Desde priscas eras a humanidade decidiu que imporia penas aos indivíduos que não se enquadrassem em determinados padrões de comportamento, e assim, com o instituto das leis e do apenamento, foi viabilizada a vida em sociedade. Logo, porém, notou-se que nem todos os indivíduos eram dotados de razão suficiente para discernir o certo do errado: as crianças, notadamente, mas também dos que padeciam de algum transtorno mental que impusesse privações de entendimento ou de autocontrole. Estes então não seriam apenados da mesma forma, mas submetidos a algum outro tipo de controle, que historicamente já variou da devolução à família, passando pelo enclausuramento puro e simples até chegar ao atual modelo de medidas de segurança.

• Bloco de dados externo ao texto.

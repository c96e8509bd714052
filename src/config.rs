use std::path::PathBuf;

use serde::Deserialize;

use crate::catalog::COLLECT_RADIUS_M;

pub struct Config {
    pub radius_m: u32,
    pub db_path: Option<PathBuf>,
    pub json_output: bool,
    pub verbose: bool,
}

impl Config {
    /// Layer the per-command flags over the optional config file.
    /// CLI values win; anything unset falls back to file values, then
    /// built-in defaults.
    pub fn load(json_output: bool, verbose: bool, radius_m: Option<u32>) -> Self {
        let file = FileConfig::read();

        Config {
            radius_m: radius_m.or(file.radius_m).unwrap_or(COLLECT_RADIUS_M),
            db_path: file.data_dir.map(|dir| dir.join("dtrip.db")),
            json_output,
            verbose,
        }
    }
}

/// Overrides read from ~/.config/dtrip/config.toml (or platform equivalent).
#[derive(Default, Deserialize)]
#[serde(default)]
struct FileConfig {
    radius_m: Option<u32>,
    data_dir: Option<PathBuf>,
}

impl FileConfig {
    // a missing file is the normal case; a malformed one degrades to
    // defaults with a diagnostic instead of failing the command
    fn read() -> FileConfig {
        let Some(dirs) = directories::ProjectDirs::from("", "", "dtrip") else {
            return FileConfig::default();
        };

        let path = dirs.config_dir().join("config.toml");
        let Ok(content) = std::fs::read_to_string(&path) else {
            return FileConfig::default();
        };

        match toml::from_str(&content) {
            Ok(config) => config,
            Err(e) => {
                eprintln!("warning: ignoring malformed config {}: {e}", path.display());
                FileConfig::default()
            }
        }
    }
}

A determinação de quem eram esses indivíduos que necessitavam de um olhar diferenciado perante a lei ficou ao encargo do médico psiquiatra, por motivos óbvios: se o psiquiatra é o profissional apto para diagnosticar a doença mental e aferir o déficit de entendimento ou autocontrole, a ele cabe informar à justiça sobre o real estado de saúde das pessoas sobre quem pairam dúvidas concernentes à saúde mental.

Isso veio funcionando bem até hoje, já que durante séculos pouco mudou o entendimento sobre os determinantes dos transtornos mentais e suas conseqüentes alterações de impulso e vontade. Com o advento das neurociências, no entanto, algo de novo se apresenta no horizonte. Começamos a descobrir as causas dos transtornos mentais, e podemos a cada dia com mais precisão correlacionar comportamentos a seus determinantes físico-químicos. Assim, hoje sabemos que o córtex pré-frontal do cérebro de psicopatas tende a ser menos desenvolvido. Sabendo que essa é a região responsável, entre outras coisas, pela capacidade de autocontrole, facilmente poderíamos imaginar que encontramos o “culpado” pelo comportamento anti-social dessas pessoas: não são eles, são seus cérebros.

Esse raciocínio, embora tentador, está eivado de armadilhas que, uma vez armadas, são inescapáveis. Isso acontece porque, com o progredir das técnicas em neurociência, em breve será possível encontrar todas as “causas” dos comportamentos humanos, quer saudáveis ou criminosos. A partir daí seria a extinção da possibilidade de pena – se tudo tem uma causa, ninguém mais seria culpado.

A saída para tal aparente dilema é solidificar o conceito que explicação não é justificação, ou, mais simplesmente, causa não é desculpa.

A partir de agora, e cada vez mais, ao psiquiatra forense não bastará analisar a pessoa e dizer-lhe capaz ou incapaz, imputável ou não. Será preciso cotejar o exame psíquico com informações oriundas das neurociências – quer sejam imagens do cérebro, genes ou neurotransmissores alterados – e dizer se elas diminuem ou não a capacidade racional do indivíduo em questão. O principal será dizer, ao menos nessa primeira fase da Neurociência Forense, estabelecer se a racionalidade do indivíduo estava alterada, independentemente das causas que possam ser invocadas. Veremos os quesitos passarem de “Era o agente, ao tempo da ação ou da omissão, inteiramente incapaz de entender o caráter ilícito do fato ou de se autodeterminar segundo esse entedimento?”, para algo do tipo “As alterações cerebrais encontradas eram suficientes para, ao tempo da ação ou da omissão, privar totalmente o agente do entendimento do caráter ilícito do fato ou de sua autodeterminação segundo esse entendimento?”.

Creio que saber responder a tal questão será central para o futuro da Psiquiatria Forense, doravante, “Neurociência Forense”.

 

* Daniel Martins de Barros é médico psiquiatra do Instituto de Psiquiatria do Hospital das Clínicas da Faculdade de Medicina da USP, fazendo parte da coordenação do Núcleo de Psiquiatria Forense. Pesquisador do Laboratório de Neuroimagem em Psiquiatria, onde realiza seu doutorado, lançou em 2008 o livro “O que é Psiquiatria Forense”, pela Editora Brasiliense. Diretor científico da Visum – Medicina Forense.